BEGIN MATERIAL TO PROCESS
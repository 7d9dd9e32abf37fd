mod common;

use common::fixtures::{
    bold_count, by_id, first_text, has_emphasis, laid_out, paragraphs, two_column_page,
};
use readify::sim::{SimHost, Simulation};
use readify::{ConfigOverrides, EngineOptions, Mark};

fn simulation(markup: &str) -> Simulation {
    Simulation::new(laid_out(markup), EngineOptions::default())
}

fn started(markup: &str) -> Simulation {
    let mut sim = simulation(markup);
    sim.start().expect("start should succeed");
    sim.run_until_idle();
    sim
}

#[test]
fn visible_paragraphs_are_emphasized_once() {
    let sim = started(&paragraphs(5));
    let stats = sim.engine.stats();
    assert_eq!(stats.transformed, 5);
    assert_eq!(stats.text_nodes_rewritten, 5);
    assert!(bold_count(&sim.doc) >= 5);
    for idx in 0..5 {
        let p = by_id(&sim.doc, &format!("p{idx}"));
        assert_eq!(sim.engine.mark(p), Mark::Processed);
        assert!(has_emphasis(&sim.doc, p));
        assert_eq!(
            readify::tree::text_content(&sim.doc, p),
            format!("Paragraph {idx} explains reading information patterns.")
        );
    }
}

#[test]
fn rescans_and_restarts_do_not_transform_twice() {
    let mut sim = started(&paragraphs(5));
    let article = by_id(&sim.doc, "article");
    let before = sim.doc.to_markup_of(article);
    let bold_before = bold_count(&sim.doc);

    let body = sim.doc.element_by_tag("body").expect("body");
    sim.doc.set_attribute(body, "class", "wide");
    sim.run_until_idle();
    assert_eq!(sim.doc.to_markup_of(article), before);

    // Marks are gone after a restart; emitted output is still recognized.
    sim.stop();
    sim.start().expect("restart should succeed");
    sim.run_until_idle();
    assert_eq!(sim.doc.to_markup_of(article), before);
    assert_eq!(bold_count(&sim.doc), bold_before);
    assert_eq!(sim.engine.stats().transformed, 5);
}

#[test]
fn two_columns_are_transformed_left_column_first() {
    let mut options = EngineOptions::default();
    options.scheduler.max_elements_per_frame = 1;
    let mut sim = Simulation::new(two_column_page(), options);
    sim.start().expect("start should succeed");
    sim.run_microtasks();

    let ids = ["l1", "l2", "r1", "r2"];
    let nodes: Vec<_> = ids.iter().map(|id| by_id(&sim.doc, id)).collect();
    let mut order = Vec::new();
    while sim.run_frame() {
        for (id, node) in ids.iter().zip(&nodes) {
            if sim.engine.mark(*node) == Mark::Processed && !order.contains(id) {
                order.push(*id);
            }
        }
    }
    assert_eq!(order, vec!["l1", "l2", "r1", "r2"]);
}

#[test]
fn text_inside_ignored_elements_is_never_a_candidate() {
    let sim = started(
        "<body>\
            <code id=\"c\"><p id=\"hi\">Hi!</p></code>\
            <script id=\"s\">var greeting = \"Hi!\";</script>\
            <textarea id=\"t\">Typing words here</textarea>\
            <p id=\"ok\">Hello there, careful reader.</p>\
        </body>",
    );
    let code = by_id(&sim.doc, "c");
    let hi = by_id(&sim.doc, "hi");
    assert_eq!(sim.doc.to_markup_of(code), "<code id=\"c\"><p id=\"hi\">Hi!</p></code>");
    assert_eq!(sim.engine.mark(hi), Mark::Unprocessed);
    assert_eq!(first_text(&sim.doc, by_id(&sim.doc, "s")).as_deref(), Some("var greeting = \"Hi!\";"));
    assert_eq!(first_text(&sim.doc, by_id(&sim.doc, "t")).as_deref(), Some("Typing words here"));
    assert_eq!(sim.engine.mark(by_id(&sim.doc, "ok")), Mark::Processed);
    assert_eq!(sim.engine.stats().candidates, 1);
}

#[test]
fn hidden_content_is_transformed_once_when_revealed() {
    let mut sim = started(&paragraphs(100));
    // 800px viewport + 400px margin: rows 0..=30 are visible up front.
    assert_eq!(sim.engine.stats().transformed, 31);
    assert_eq!(sim.engine.host().observed_count(), 69);

    let p50 = by_id(&sim.doc, "p50");
    let p40 = by_id(&sim.doc, "p40");
    assert_eq!(sim.engine.mark(p50), Mark::Observed);
    assert!(!has_emphasis(&sim.doc, p50));

    sim.scroll_to(2000.0);
    sim.run_until_idle();
    // Rows 46..=73 intersect the viewport extended by its 160px root margin.
    assert_eq!(sim.engine.stats().revealed, 28);
    assert_eq!(sim.engine.stats().transformed, 59);
    assert_eq!(sim.engine.mark(p50), Mark::Processed);
    assert!(has_emphasis(&sim.doc, p50));
    assert!(!sim.engine.host().is_observed(p50));
    assert_eq!(sim.engine.mark(p40), Mark::Observed);

    let markup = sim.doc.to_markup_of(p50);
    sim.scroll_to(0.0);
    sim.run_until_idle();
    sim.scroll_to(2000.0);
    sim.run_until_idle();
    assert_eq!(sim.engine.stats().transformed, 59);
    assert_eq!(sim.doc.to_markup_of(p50), markup);
}

#[test]
fn removal_resets_marks_and_reinsertion_keeps_output() {
    let mut sim = started(&paragraphs(100));
    let article = by_id(&sim.doc, "article");
    let p2 = by_id(&sim.doc, "p2");
    let p80 = by_id(&sim.doc, "p80");
    let emphasized = sim.doc.to_markup_of(p2);
    assert!(sim.engine.host().is_observed(p80));

    sim.doc.remove(p2);
    sim.doc.remove(p80);
    sim.run_until_idle();
    assert_eq!(sim.engine.mark(p2), Mark::Unprocessed);
    assert_eq!(sim.engine.mark(p80), Mark::Unprocessed);
    assert!(!sim.engine.host().is_observed(p80));
    assert_eq!(sim.doc.to_markup_of(p2), emphasized, "emphasis is not reverted");

    let transformed = sim.engine.stats().transformed;
    sim.doc.append_child(article, p2);
    sim.run_until_idle();
    assert_eq!(sim.engine.stats().transformed, transformed);
    assert_eq!(sim.doc.to_markup_of(p2), emphasized);
}

#[test]
fn stop_drops_subscriptions_and_marks_but_keeps_output() {
    let mut sim = started(&paragraphs(100));
    let p0 = by_id(&sim.doc, "p0");
    let article = by_id(&sim.doc, "article");
    let bold = bold_count(&sim.doc);

    sim.stop();
    sim.stop();
    assert!(!sim.engine.is_running());
    assert_eq!(sim.engine.host().observed_count(), 0);
    assert_eq!(sim.engine.mark(p0), Mark::Unprocessed);
    assert_eq!(bold_count(&sim.doc), bold);

    let late = sim.doc.create_element("p");
    let text = sim.doc.create_text("Late arriving paragraph text.");
    sim.doc.append_child(late, text);
    sim.doc.append_child(article, late);
    sim.run_until_idle();
    assert!(!has_emphasis(&sim.doc, late));
    assert_eq!(sim.engine.stats().transformed, 31);
}

#[test]
fn new_content_is_picked_up_from_change_batches() {
    let mut sim = started(&paragraphs(3));
    let article = by_id(&sim.doc, "article");
    let p = sim.doc.create_element("p");
    let text = sim.doc.create_text("Freshly inserted paragraph.");
    sim.doc.append_child(p, text);
    sim.doc.append_child(article, p);
    sim.doc.layout_blocks(common::fixtures::LINE_HEIGHT);
    sim.run_until_idle();
    assert_eq!(sim.engine.mark(p), Mark::Processed);
    assert!(has_emphasis(&sim.doc, p));
    assert_eq!(sim.engine.stats().transformed, 4);
}

#[test]
fn only_relevant_attribute_changes_trigger_rescans() {
    let mut sim = started(&paragraphs(3));
    let article = by_id(&sim.doc, "article");
    let scans = sim.engine.stats().scans;

    sim.doc.set_attribute(article, "data-count", "3");
    sim.run_until_idle();
    assert_eq!(sim.engine.stats().scans, scans);

    sim.doc.set_attribute(article, "class", "wide");
    sim.run_until_idle();
    assert_eq!(sim.engine.stats().scans, scans + 1);
}

#[test]
fn visibility_subscription_failure_fails_open() {
    let mut host = SimHost::new();
    host.fail_visibility(true);
    let mut sim = Simulation::with_host(laid_out(&paragraphs(100)), EngineOptions::default(), host);
    sim.start().expect("start should succeed");
    sim.run_until_idle();
    assert_eq!(sim.engine.stats().transformed, 100);
    assert!(sim.engine.stats().subscription_failures >= 69);
    assert_eq!(sim.engine.stats().observed, 0);
}

#[test]
fn change_subscription_failure_still_runs_initial_scan() {
    let mut host = SimHost::new();
    host.fail_changes(true);
    let mut sim = Simulation::with_host(laid_out(&paragraphs(3)), EngineOptions::default(), host);
    sim.start().expect("start should succeed");
    sim.run_until_idle();
    assert_eq!(sim.engine.stats().transformed, 3);
    assert_eq!(sim.engine.stats().subscription_failures, 1);

    let article = by_id(&sim.doc, "article");
    let p = sim.doc.create_element("p");
    let text = sim.doc.create_text("Unseen paragraph text.");
    sim.doc.append_child(p, text);
    sim.doc.append_child(article, p);
    sim.run_until_idle();
    assert_eq!(sim.engine.mark(p), Mark::Unprocessed);
}

#[test]
fn detached_candidates_are_skipped_silently() {
    let mut sim = simulation(&paragraphs(5));
    sim.start().expect("start should succeed");
    sim.run_microtasks();
    assert_eq!(sim.engine.pending_candidates(), 5);

    let p1 = by_id(&sim.doc, "p1");
    sim.doc.remove(p1);
    sim.run_until_idle();
    let stats = sim.engine.stats();
    assert_eq!(stats.skipped_detached, 1);
    assert_eq!(stats.transformed, 4);
    assert_eq!(stats.failed, 0);
    assert_eq!(sim.engine.mark(p1), Mark::Unprocessed);
    assert!(!has_emphasis(&sim.doc, p1));
}

#[test]
fn frame_budget_splits_work_across_frames() {
    let sim_host = SimHost::with_tick(5.0);
    let mut sim = Simulation::with_host(laid_out(&paragraphs(10)), EngineOptions::default(), sim_host);
    sim.start().expect("start should succeed");
    sim.run_until_idle();
    // 5ms per clock read against a 16ms budget: four candidates per frame.
    assert_eq!(sim.engine.stats().transformed, 10);
    assert_eq!(sim.engine.stats().frames, 3);
    assert_eq!(sim.engine.host().frame_requests(), 3);
}

#[test]
fn per_frame_cap_limits_batch_size() {
    let mut options = EngineOptions::default();
    options.scheduler.max_elements_per_frame = 3;
    let mut sim = Simulation::new(laid_out(&paragraphs(10)), options);
    sim.start().expect("start should succeed");
    sim.run_until_idle();
    assert_eq!(sim.engine.stats().transformed, 10);
    assert_eq!(sim.engine.stats().frames, 4);
}

#[test]
fn common_words_follow_configuration() {
    let markup = "<body><p id=\"p\">The people said the same thing.</p></body>";
    let plain = started(markup);
    assert_eq!(bold_count(&plain.doc), 0);

    let overrides = ConfigOverrides {
        bold_common_words: Some(true),
        ..ConfigOverrides::default()
    };
    let options = EngineOptions::default()
        .with_overrides(&overrides)
        .expect("overrides should apply");
    let mut sim = Simulation::new(laid_out(markup), options);
    sim.start().expect("start should succeed");
    sim.run_until_idle();
    // "said" is a single-syllable word outside the vocabulary.
    assert_eq!(bold_count(&sim.doc), 5);
    let p = by_id(&sim.doc, "p");
    assert_eq!(
        readify::tree::text_content(&sim.doc, p),
        "The people said the same thing."
    );
}

#[test]
fn nested_inline_text_is_rewritten_with_its_container() {
    let sim = started(
        "<body><p id=\"p\">Reading <em>carefully</em> matters, <code>not_this</code> remains.</p></body>",
    );
    let p = by_id(&sim.doc, "p");
    assert_eq!(sim.engine.mark(p), Mark::Processed);
    assert_eq!(sim.engine.stats().transformed, 1);
    // Code text is left alone.
    assert_eq!(sim.engine.stats().text_nodes_rewritten, 4);
    assert!(sim.doc.to_markup_of(p).contains("<code>not_this</code>"));
    assert_eq!(
        readify::tree::text_content(&sim.doc, p),
        "Reading carefully matters, not_this remains."
    );
}

#[cfg(feature = "json")]
#[test]
fn json_overrides_merge_into_engine_options() {
    let overrides = ConfigOverrides::from_json(
        r#"{"boldCommonWords": true, "boldFactor": 1.2, "commonWords": ["readify"]}"#,
    )
    .expect("overrides should parse");
    let options = EngineOptions::default()
        .with_overrides(&overrides)
        .expect("overrides should apply");
    assert!(options.bionic.bold_common_words);
    assert!(options.bionic.common_words.contains("readify"));

    let mut sim = Simulation::new(
        laid_out("<body><p id=\"p\">Use the tool.</p></body>"),
        options,
    );
    sim.start().expect("start should succeed");
    sim.run_until_idle();
    let p = by_id(&sim.doc, "p");
    assert!(sim.doc.to_markup_of(p).contains("<readify-span class=\"readify-bold\">th</readify-span>e"));

    let rejected = ConfigOverrides::from_json(r#"{"boldFactor": -1}"#)
        .expect("overrides should parse");
    assert!(EngineOptions::default().with_overrides(&rejected).is_err());
}

#[test]
fn hidden_descendant_text_is_emphasized_with_its_container() {
    let mut sim = started(
        "<body><p id=\"p\">Intro reading text <span id=\"more\" hidden>Expanded information details</span></p></body>",
    );
    let more = by_id(&sim.doc, "more");
    assert_eq!(sim.engine.mark(by_id(&sim.doc, "p")), Mark::Processed);
    assert!(has_emphasis(&sim.doc, more));

    sim.doc.remove_attribute(more, "hidden");
    sim.run_until_idle();
    assert!(has_emphasis(&sim.doc, more));
    assert_eq!(
        readify::tree::text_content(&sim.doc, more),
        "Expanded information details"
    );
    assert_eq!(sim.engine.stats().transformed, 1);
}

#[test]
fn lifting_an_ignore_attribute_triggers_a_rescan() {
    let mut sim = started(
        "<body><p id=\"p\" data-readify-ignore>Skipped reading text</p><p id=\"q\" translate=\"no\">Untranslated reading text</p></body>",
    );
    let p = by_id(&sim.doc, "p");
    let q = by_id(&sim.doc, "q");
    assert_eq!(sim.engine.stats().transformed, 0);

    sim.doc.remove_attribute(p, "data-readify-ignore");
    sim.doc.set_attribute(q, "translate", "yes");
    sim.run_until_idle();
    assert_eq!(sim.engine.mark(p), Mark::Processed);
    assert_eq!(sim.engine.mark(q), Mark::Processed);
    assert!(has_emphasis(&sim.doc, p));
    assert!(has_emphasis(&sim.doc, q));
}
END MATERIAL TO PROCESS
REQUIREMENT ->
State the number of lines in the records that include "order", and write nothing else.

RESULT OF THIS EXERCISE ->
4